Task to carry out
Every line in the records below between the one holding "async fn run_http_server(config: Settings)" and the one holding "async fn run_http_server(_config: Settings)", inclusive, is to be set down exactly; all other lines are to be left out.

○ ○ ○ ○ ○ ○ ○

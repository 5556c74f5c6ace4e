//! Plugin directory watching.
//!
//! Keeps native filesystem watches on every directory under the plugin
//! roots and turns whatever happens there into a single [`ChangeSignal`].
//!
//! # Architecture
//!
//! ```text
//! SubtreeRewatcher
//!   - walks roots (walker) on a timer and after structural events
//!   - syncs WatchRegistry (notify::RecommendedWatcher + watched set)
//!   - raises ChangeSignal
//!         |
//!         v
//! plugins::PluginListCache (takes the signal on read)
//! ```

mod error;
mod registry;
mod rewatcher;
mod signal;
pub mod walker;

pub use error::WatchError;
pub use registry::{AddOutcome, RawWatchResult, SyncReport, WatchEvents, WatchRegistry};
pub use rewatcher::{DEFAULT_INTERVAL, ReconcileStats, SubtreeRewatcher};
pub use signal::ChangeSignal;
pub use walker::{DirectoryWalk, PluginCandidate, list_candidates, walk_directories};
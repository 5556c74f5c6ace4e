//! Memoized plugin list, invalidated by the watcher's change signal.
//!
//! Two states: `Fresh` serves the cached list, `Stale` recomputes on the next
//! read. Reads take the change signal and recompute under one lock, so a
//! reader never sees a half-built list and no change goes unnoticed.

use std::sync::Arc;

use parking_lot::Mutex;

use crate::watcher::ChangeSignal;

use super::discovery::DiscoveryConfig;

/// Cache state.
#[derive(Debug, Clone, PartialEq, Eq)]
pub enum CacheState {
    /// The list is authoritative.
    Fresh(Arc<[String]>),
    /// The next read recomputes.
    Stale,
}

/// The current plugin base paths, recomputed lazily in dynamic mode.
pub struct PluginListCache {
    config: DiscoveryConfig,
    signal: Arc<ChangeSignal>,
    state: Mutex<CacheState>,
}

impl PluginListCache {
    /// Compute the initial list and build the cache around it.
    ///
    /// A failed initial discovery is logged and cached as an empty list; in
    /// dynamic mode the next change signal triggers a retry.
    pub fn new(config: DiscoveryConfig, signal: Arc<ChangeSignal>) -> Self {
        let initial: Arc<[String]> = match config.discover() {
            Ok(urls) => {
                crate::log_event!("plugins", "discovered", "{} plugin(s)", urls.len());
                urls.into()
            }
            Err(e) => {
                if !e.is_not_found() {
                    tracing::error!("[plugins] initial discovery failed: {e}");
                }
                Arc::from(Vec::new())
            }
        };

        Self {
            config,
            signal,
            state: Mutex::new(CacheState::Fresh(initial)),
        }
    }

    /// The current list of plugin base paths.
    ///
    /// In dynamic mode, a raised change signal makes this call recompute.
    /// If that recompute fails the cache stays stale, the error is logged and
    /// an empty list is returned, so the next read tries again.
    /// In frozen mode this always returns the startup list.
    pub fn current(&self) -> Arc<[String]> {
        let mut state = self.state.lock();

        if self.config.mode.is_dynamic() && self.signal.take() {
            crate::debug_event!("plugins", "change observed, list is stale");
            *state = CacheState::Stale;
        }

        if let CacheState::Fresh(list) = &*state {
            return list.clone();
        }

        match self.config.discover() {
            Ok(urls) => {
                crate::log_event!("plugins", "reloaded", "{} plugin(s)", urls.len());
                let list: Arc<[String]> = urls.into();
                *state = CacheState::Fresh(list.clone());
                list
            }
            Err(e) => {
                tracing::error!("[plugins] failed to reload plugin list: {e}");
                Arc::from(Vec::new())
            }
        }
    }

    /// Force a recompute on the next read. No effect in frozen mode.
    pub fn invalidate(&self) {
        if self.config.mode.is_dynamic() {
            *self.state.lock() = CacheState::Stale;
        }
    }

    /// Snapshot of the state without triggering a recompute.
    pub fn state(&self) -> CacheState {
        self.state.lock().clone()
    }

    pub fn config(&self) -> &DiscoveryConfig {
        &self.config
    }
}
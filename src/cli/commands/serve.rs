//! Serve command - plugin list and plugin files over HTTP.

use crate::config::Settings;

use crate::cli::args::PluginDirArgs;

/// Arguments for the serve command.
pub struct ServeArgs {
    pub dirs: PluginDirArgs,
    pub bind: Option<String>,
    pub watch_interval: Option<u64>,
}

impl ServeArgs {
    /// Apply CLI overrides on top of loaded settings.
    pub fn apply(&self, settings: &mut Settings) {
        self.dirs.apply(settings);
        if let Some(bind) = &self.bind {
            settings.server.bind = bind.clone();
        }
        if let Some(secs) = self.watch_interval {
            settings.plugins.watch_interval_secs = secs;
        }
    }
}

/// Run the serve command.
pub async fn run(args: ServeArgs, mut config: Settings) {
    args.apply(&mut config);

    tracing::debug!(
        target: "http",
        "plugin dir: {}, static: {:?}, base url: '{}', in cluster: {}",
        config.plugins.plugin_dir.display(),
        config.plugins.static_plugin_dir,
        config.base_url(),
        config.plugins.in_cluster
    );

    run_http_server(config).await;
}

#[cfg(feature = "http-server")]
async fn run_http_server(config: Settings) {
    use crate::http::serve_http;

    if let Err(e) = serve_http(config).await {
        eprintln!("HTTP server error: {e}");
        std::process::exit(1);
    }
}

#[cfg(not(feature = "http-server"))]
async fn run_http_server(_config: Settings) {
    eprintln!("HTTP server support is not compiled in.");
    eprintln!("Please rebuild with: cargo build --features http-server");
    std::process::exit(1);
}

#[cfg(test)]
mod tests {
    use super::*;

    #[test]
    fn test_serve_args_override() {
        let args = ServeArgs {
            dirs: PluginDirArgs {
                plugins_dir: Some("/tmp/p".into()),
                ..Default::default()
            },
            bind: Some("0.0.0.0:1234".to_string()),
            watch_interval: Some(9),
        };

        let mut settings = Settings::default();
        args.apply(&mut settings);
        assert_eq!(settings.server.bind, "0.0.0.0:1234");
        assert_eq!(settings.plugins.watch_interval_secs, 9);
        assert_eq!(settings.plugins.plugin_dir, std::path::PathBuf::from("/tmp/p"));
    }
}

○ ○ ○ ○ ○ ○ ○

Response to the task
async fn run_http_server(config: Settings) {
    use crate::http::serve_http;

    if let Err(e) = serve_http(config).await {
        eprintln!("HTTP server error: {e}");
        std::process::exit(1);
    }
}

#[cfg(not(feature = "http-server"))]
async fn run_http_server(_config: Settings) {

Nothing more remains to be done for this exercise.